Rudrabhatla and Chorney receive NSF Training Award

Michael Chorney, professor at Penn State College of Medicine, and Sairam Rudrabhatla, assistant professor at Penn State Harrisburg, recently received a National Science Foundation REU award for a summer training program focused on minority students. Rudrabhatla, an internationally-recognized plant geneticist, and Chorney, a close collaborator with several local Historically Black Institutions, partnered to create a cross-campus initiative designed to alleviate the disparity related to minority representation within the science, technology, engineering and mathematics (STEM) professions.

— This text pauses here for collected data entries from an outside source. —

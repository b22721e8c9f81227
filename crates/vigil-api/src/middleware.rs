//! Request middleware: CORS, frame admission, request ids and access logs.

use std::time::{Duration, Instant};

use axum::body::Body;
use axum::extract::State;
use axum::http::{header, HeaderName, HeaderValue, Method, Request, Response};
use axum::middleware::Next;
use axum::response::IntoResponse;
use tower_http::cors::{Any, CorsLayer};
use tracing::{debug, info, info_span, warn, Instrument};
use uuid::Uuid;

use crate::error::ApiError;
use crate::state::AppState;

const REQUEST_ID: HeaderName = HeaderName::from_static("x-request-id");

/// CORS layer for the configured origins.
pub fn cors_layer(origins: &[String]) -> CorsLayer {
    let layer = CorsLayer::new().max_age(Duration::from_secs(600));
    if origins.iter().any(|o| o == "*") {
        return layer.allow_methods(Any).allow_headers(Any).allow_origin(Any);
    }

    let origins: Vec<HeaderValue> = origins.iter().filter_map(|o| o.parse().ok()).collect();
    layer
        .allow_methods([Method::GET, Method::POST, Method::PUT, Method::DELETE, Method::OPTIONS])
        .allow_headers([header::CONTENT_TYPE, header::ACCEPT, REQUEST_ID])
        .expose_headers([REQUEST_ID])
        .allow_origin(origins)
}

/// Refuse a frame push with 503 once `max_inflight_frames` are in flight.
///
/// Capture clients retry on their own cadence, so queueing here would only
/// hand the worker stale frames.
pub async fn frame_admission(State(state): State<AppState>, request: Request<Body>, next: Next) -> Response<Body> {
    let Ok(_permit) = state.frame_admission.clone().try_acquire_owned() else {
        let stream_id = stream_id_of(request.uri().path()).unwrap_or_default();
        debug!(stream_id, "Frame push refused, too many in flight");
        return ApiError::Unavailable("too many frame pushes in flight".to_string()).into_response();
    };
    next.run(request).await
}

/// Attach a request id and run the request inside a span carrying it
/// and, on stream routes, the stream id.
pub async fn request_id(mut request: Request<Body>, next: Next) -> Response<Body> {
    let request_id = request
        .headers()
        .get(&REQUEST_ID)
        .and_then(|v| v.to_str().ok())
        .map(str::to_string)
        .unwrap_or_else(|| Uuid::new_v4().to_string());

    let span = match stream_id_of(request.uri().path()) {
        Some(stream_id) => info_span!("request", request_id = %request_id, stream_id = %stream_id),
        None => info_span!("request", request_id = %request_id),
    };
    request.extensions_mut().insert(request_id.clone());

    let mut response = next.run(request).instrument(span).await;
    if let Ok(value) = HeaderValue::from_str(&request_id) {
        response.headers_mut().insert(REQUEST_ID, value);
    }
    response
}

/// Access log. Frame pushes and scrapes only log at debug unless they fail.
pub async fn request_logging(request: Request<Body>, next: Next) -> Response<Body> {
    let method = request.method().clone();
    let path = request.uri().path().to_string();
    let start = Instant::now();

    let response = next.run(request).await;

    let status = response.status();
    let duration_ms = start.elapsed().as_millis() as u64;
    if status.is_server_error() {
        warn!(%method, %path, status = status.as_u16(), duration_ms, "Request failed");
    } else if is_high_volume(&path) {
        debug!(%method, %path, status = status.as_u16(), duration_ms, "Request completed");
    } else {
        info!(%method, %path, status = status.as_u16(), duration_ms, "Request completed");
    }
    response
}

fn is_high_volume(path: &str) -> bool {
    path == "/health" || path == "/metrics" || path.ends_with("/frames")
}

/// The `:stream_id` segment of a `/streams/...` path.
pub(crate) fn stream_id_of(path: &str) -> Option<&str> {
    let mut segments = path.trim_start_matches('/').split('/');
    match (segments.next(), segments.next()) {
        (Some("streams"), Some(id)) if !id.is_empty() => Some(id),
        _ => None,
    }
}
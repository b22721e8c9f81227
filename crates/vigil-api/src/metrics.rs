//! Prometheus metrics for the API server.

use axum::body::Body;
use axum::http::{Request, Response};
use axum::middleware::Next;
use metrics::{counter, gauge, histogram};
use metrics_exporter_prometheus::{PrometheusBuilder, PrometheusHandle};
use std::time::Instant;

/// Initialize the Prometheus metrics recorder.
/// Returns a handle that can be used to render metrics.
pub fn init_metrics() -> PrometheusHandle {
    PrometheusBuilder::new()
        .install_recorder()
        .expect("Failed to install Prometheus recorder")
}

/// Metric names as constants for consistency.
pub mod names {
    pub const HTTP_REQUESTS_TOTAL: &str = "vigil_http_requests_total";
    pub const HTTP_REQUEST_DURATION_SECONDS: &str = "vigil_http_request_duration_seconds";
    pub const HTTP_REQUESTS_IN_FLIGHT: &str = "vigil_http_requests_in_flight";
}

/// Record an HTTP request.
pub fn record_http_request(method: &str, path: &str, status: u16, duration_secs: f64) {
    let labels = [
        ("method", method.to_string()),
        ("path", sanitize_path(path)),
        ("status", status.to_string()),
    ];

    counter!(names::HTTP_REQUESTS_TOTAL, &labels).increment(1);
    histogram!(names::HTTP_REQUEST_DURATION_SECONDS, &labels).record(duration_secs);
}

/// Replace stream ids in a path with a placeholder to bound label cardinality.
fn sanitize_path(path: &str) -> String {
    let mut out = Vec::new();
    let mut after_streams = false;
    for segment in path.split('/') {
        if after_streams && !segment.is_empty() {
            out.push(":id");
        } else {
            out.push(segment);
        }
        after_streams = segment == "streams";
    }
    out.join("/")
}

/// Metrics middleware for HTTP requests.
pub async fn metrics_middleware(request: Request<Body>, next: Next) -> Response<Body> {
    let method = request.method().to_string();
    let path = request.uri().path().to_string();
    let start = Instant::now();

    gauge!(names::HTTP_REQUESTS_IN_FLIGHT).increment(1.0);

    let response = next.run(request).await;

    gauge!(names::HTTP_REQUESTS_IN_FLIGHT).decrement(1.0);

    let status = response.status().as_u16();
    let duration = start.elapsed().as_secs_f64();

    record_http_request(&method, &path, status, duration);

    response
}

#[cfg(test)]
mod tests {
    use super::*;

    #[test]
    fn test_sanitize_path() {
        assert_eq!(sanitize_path("/streams/ward-3/tier"), "/streams/:id/tier");
        assert_eq!(sanitize_path("/streams/ward-3"), "/streams/:id");
        assert_eq!(sanitize_path("/streams"), "/streams");
        assert_eq!(sanitize_path("/rules/reload"), "/rules/reload");
    }
}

Although he has been the principal investigator for numerous projects, this is Rudrabhatla's first NSF science training program principal investigatorship. At Penn State Harrisburg, Rudrabhatla’s well-funded research program boasts creation of a new greenhouse and a 3,000-square-foot, state-of-the-art laboratory for his work on transgenic plants with value-added genes (vaccines, freeze tolerance and improved nutrition).

Chorney is principal investigator of an NIH-funded program called INTREPID, which focuses on promoting minority involvement in health careers. Rudrabhatla and Chorney have dovetailed these two programs to create a stronger, more comprehensive initiative that will strive to increase minority enrollment in Penn State Harrisburg science programs.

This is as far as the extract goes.